Nuclear power stirs considerable controversy but we have broadly been a supporter of the technology in part because of its low emissions and running cost, but the industry had arguably their biggest challenge starkly highlighted this week in the International Energy Agency’s annual report.
By 2040, the agency said, almost 200 reactors are due to be shut down with considerable uncertainties over the decommissioning costs. An FT article quotes $100 billion for plant dismantling but the extent to which this is just the beginning is highlighted by a quote from Paul Dorfman of the Energy Institute at University College London who said, “The UK’s own decommissioning and waste disposal costs are estimated at £85 billion ($135 billion) alone.”

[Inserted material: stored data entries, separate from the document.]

//! Service wiring: every collaborator is built once and injected.

use std::path::Path;
use std::sync::Arc;

use uuid::Uuid;

use carbonsense_context::{AdjustmentEngine, ContextScoreCalculator, ScoreInputs};
use carbonsense_core::config::{CarbonConfig, ContextConfig, ProviderCredentials};
use carbonsense_core::errors::CarbonResult;
use carbonsense_core::models::{
    Domain, FeatureVector, GridReading, ModelOutcome, ModelVariant, OptimizationResult,
    TrafficReading, WeatherReading,
};
use carbonsense_core::traits::{
    GridQuery, IClock, IGridIntensitySource, IJsonTransport, ITrafficSource, IWeatherSource,
    SystemClock, TrafficQuery,
};
use carbonsense_optimizer::TemporalOptimizer;
use carbonsense_signals::grid::compare_live_vs_static;
use carbonsense_signals::{
    GridIntensityResolver, HttpClient, OpenWeatherProvider, TrafficImpactResolver,
};

use crate::health::{self, HealthReport, ProviderStatus};
use crate::optimize;
use crate::predict::{self, PredictResponse, CONTEXT_AWARE, TRAFFIC_AWARE};
use crate::registry::ModelRegistry;
use crate::request::{OptimizeRequest, PredictRequest};
use crate::tracing_setup;
use crate::validation::{self, ValidatedRequest};

/// External signal sources and the clock.
#[derive(Clone)]
pub struct SignalSources {
    pub grid: Arc<dyn IGridIntensitySource>,
    pub traffic: Arc<dyn ITrafficSource>,
    pub weather: Arc<dyn IWeatherSource>,
    pub clock: Arc<dyn IClock>,
}

impl SignalSources {
    /// Real providers over one shared HTTP transport.
    pub fn from_config(
        config: &CarbonConfig,
        credentials: &ProviderCredentials,
    ) -> CarbonResult<Self> {
        let transport: Arc<dyn IJsonTransport> = Arc::new(HttpClient::new()?);
        Ok(Self::with_transport(transport, Arc::new(SystemClock), config, credentials))
    }

    /// Real providers over an injected transport and clock.
    pub fn with_transport(
        transport: Arc<dyn IJsonTransport>,
        clock: Arc<dyn IClock>,
        config: &CarbonConfig,
        credentials: &ProviderCredentials,
    ) -> Self {
        let providers = &config.providers;
        Self {
            grid: Arc::new(GridIntensityResolver::new(
                transport.clone(),
                clock.clone(),
                providers,
                credentials,
            )),
            traffic: Arc::new(TrafficImpactResolver::new(
                transport.clone(),
                clock.clone(),
                providers,
                credentials,
            )),
            weather: Arc::new(OpenWeatherProvider::new(transport, providers, credentials)),
            clock,
        }
    }
}

/// Serves `/predict`, `/optimize` and `/health`.
pub struct CarbonService {
    registry: ModelRegistry,
    sources: SignalSources,
    engine: AdjustmentEngine,
    scorer: ContextScoreCalculator,
    optimizer: TemporalOptimizer,
    providers: ProviderStatus,
}

impl CarbonService {
    /// Process startup: layered config rooted at `root`, credentials from
    /// the environment, tracing, then the real providers.
    pub fn bootstrap(root: &Path, registry: ModelRegistry) -> CarbonResult<Self> {
        let config = CarbonConfig::load(root)?;
        tracing_setup::init_from_config(&config.observability);
        let credentials = ProviderCredentials::from_env();

        let service = Self::from_config(&config, &credentials, registry)?;
        tracing::info!(
            providers = ?service.providers,
            "carbonsense service ready"
        );
        Ok(service)
    }

    /// Build with the real providers.
    pub fn from_config(
        config: &CarbonConfig,
        credentials: &ProviderCredentials,
        registry: ModelRegistry,
    ) -> CarbonResult<Self> {
        let sources = SignalSources::from_config(config, credentials)?;
        Ok(Self::with_sources(
            registry,
            sources,
            &config.context,
            ProviderStatus::from_credentials(credentials),
        ))
    }

    pub fn with_sources(
        registry: ModelRegistry,
        sources: SignalSources,
        context: &ContextConfig,
        providers: ProviderStatus,
    ) -> Self {
        let optimizer = TemporalOptimizer::new(
            sources.grid.clone(),
            sources.traffic.clone(),
            sources.clock.clone(),
        );
        Self {
            registry,
            sources,
            engine: AdjustmentEngine::new(context),
            scorer: ContextScoreCalculator::new(),
            optimizer,
            providers,
        }
    }

    /// Predict emissions for one activity with live-context adjustments.
    pub fn predict(&self, request: &PredictRequest) -> CarbonResult<PredictResponse> {
        let request_id = Uuid::new_v4();
        let span = tracing::info_span!(
            "predict",
            %request_id,
            domain = %request.domain,
            location = %request.location
        );
        let _guard = span.enter();

        let request = validation::validate_predict(request)?;
        let response = match request.domain {
            Domain::Energy => self.predict_energy(request_id, &request),
            Domain::Transport => self.predict_transport(request_id, &request),
        };

        tracing::info!(
            models = response.models_used.len(),
            score = response.context_score.score,
            "prediction complete"
        );
        Ok(response)
    }

    /// Recommend the lowest-emission time in the next 24 hours.
    pub fn optimize(&self, request: &OptimizeRequest) -> CarbonResult<OptimizationResult> {
        let request_id = Uuid::new_v4();
        let span = tracing::info_span!(
            "optimize",
            %request_id,
            domain = %request.domain,
            location = %request.location
        );
        let _guard = span.enter();

        let request = validation::validate_optimize(request)?;
        let result = self.optimizer.forecast(&optimize::forecast_request(&request))?;

        tracing::info!(
            optimal_hour = result.optimal_time.hour,
            savings_percent = result.potential_savings.percent,
            "optimization complete"
        );
        Ok(result)
    }

    pub fn health(&self) -> HealthReport {
        health::report(&self.registry, &self.providers)
    }

    fn predict_energy(&self, request_id: Uuid, request: &ValidatedRequest) -> PredictResponse {
        let kwh = request.quantity.unwrap_or_default();
        let query = GridQuery::new(&request.location, Some(request.hour), request.is_weekend);
        let grid = self.grid(&query);
        let weather = self.weather(&request.location);

        let features =
            FeatureVector::energy(kwh, request.hour, request.day_of_week, request.is_weekend);
        let mut results = predict::run_models(&self.registry, Domain::Energy, &features);

        if let Some(adjusted) = self.engine.adjust_energy(
            results.success(ModelVariant::Bayesian),
            grid.as_ref(),
            weather.as_ref(),
        ) {
            results.push(CONTEXT_AWARE, ModelOutcome::Success(adjusted));
        }

        let context_score = self.scorer.score(
            Domain::Energy,
            &ScoreInputs {
                traffic: None,
                weather: weather.as_ref().map(|w| &w.observation),
                grid: grid.as_ref(),
                hour: request.hour,
                is_weekend: request.is_weekend,
            },
        );

        let grid_context = grid.map(|mut reading| {
            reading.comparison = Some(compare_live_vs_static(&reading, query.region));
            reading
        });

        PredictResponse {
            status: "success".to_string(),
            request_id,
            domain: Domain::Energy,
            models_used: results.models_used(),
            explainability: std::mem::take(&mut results.explainability),
            predictions: results.into_predictions(),
            grid_context,
            weather_context: weather,
            traffic_context: None,
            context_score,
        }
    }

    fn predict_transport(&self, request_id: Uuid, request: &ValidatedRequest) -> PredictResponse {
        let distance_km = request.quantity.unwrap_or_default();
        let mut query = TrafficQuery::new(distance_km, &request.location);
        if let Some((start, end)) = request.route {
            query = query.with_route(start, end);
        }
        let traffic = self.traffic(&query);
        let weather = self.weather(&request.location);

        let features = FeatureVector::transport(
            distance_km,
            request.hour,
            request.day_of_week,
            request.is_weekend,
        );
        let mut results = predict::run_models(&self.registry, Domain::Transport, &features);

        if let Some(adjusted) = self.engine.adjust_transport(
            results.success(ModelVariant::Rf),
            request.vehicle,
            traffic.as_ref(),
            weather.as_ref(),
        ) {
            results.push(TRAFFIC_AWARE, ModelOutcome::Success(adjusted.traffic_aware));
            results.push(CONTEXT_AWARE, ModelOutcome::Success(adjusted.context_aware));
        }

        let context_score = self.scorer.score(
            Domain::Transport,
            &ScoreInputs {
                traffic: traffic.as_ref(),
                weather: weather.as_ref().map(|w| &w.observation),
                grid: None,
                hour: request.hour,
                is_weekend: request.is_weekend,
            },
        );

        PredictResponse {
            status: "success".to_string(),
            request_id,
            domain: Domain::Transport,
            models_used: results.models_used(),
            explainability: std::mem::take(&mut results.explainability),
            predictions: results.into_predictions(),
            grid_context: None,
            weather_context: weather,
            traffic_context: traffic,
            context_score,
        }
    }

    fn grid(&self, query: &GridQuery) -> Option<GridReading> {
        self.sources
            .grid
            .grid_intensity(query)
            .map_err(|e| tracing::warn!(error = %e, "no grid context"))
            .ok()
    }

    fn traffic(&self, query: &TrafficQuery) -> Option<TrafficReading> {
        self.sources
            .traffic
            .traffic_impact(query)
            .map_err(|e| tracing::warn!(error = %e, "no traffic context"))
            .ok()
    }

    /// Weather is optional context; any failure just leaves it out.
    fn weather(&self, location: &str) -> Option<WeatherReading> {
        self.sources
            .weather
            .current_weather(location)
            .map_err(|e| tracing::debug!(error = %e, "no weather context"))
            .ok()
    }
}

As the UK only has 16 reactors, according to the World Nuclear Association, the permanent disposal costs of high level nuclear waste clearly make up an even larger proportion of shut-down costs than the plant decommissioning. Governments the world over have consistently turned a blind eye to the issue of permanent and secure long-term storage of high level waste. The article quotes some 60 years after the first nuclear power plant started operation, no country has yet opened a permanent disposal facility for commercial high-level waste.
New nuclear plants have to, as part of their planning approval, have in place a funded decommissioning strategy, but the waste, itself, invariably reverts to the government at the end of the process. If the industry has any future it has to encourage governments to find a solution to this issue. It is entirely possible that as the rate of decommissioning rises new technologies will be developed to condense low level waste to take up a minimum of space and to “lock” high waste into forms that can be safely stored for hundreds of years, costs will come down in the process but even so the issue remains, like the Ancient Mariner’s Albatross, a curse on the industry and on both public and investor enthusiasm for the technology.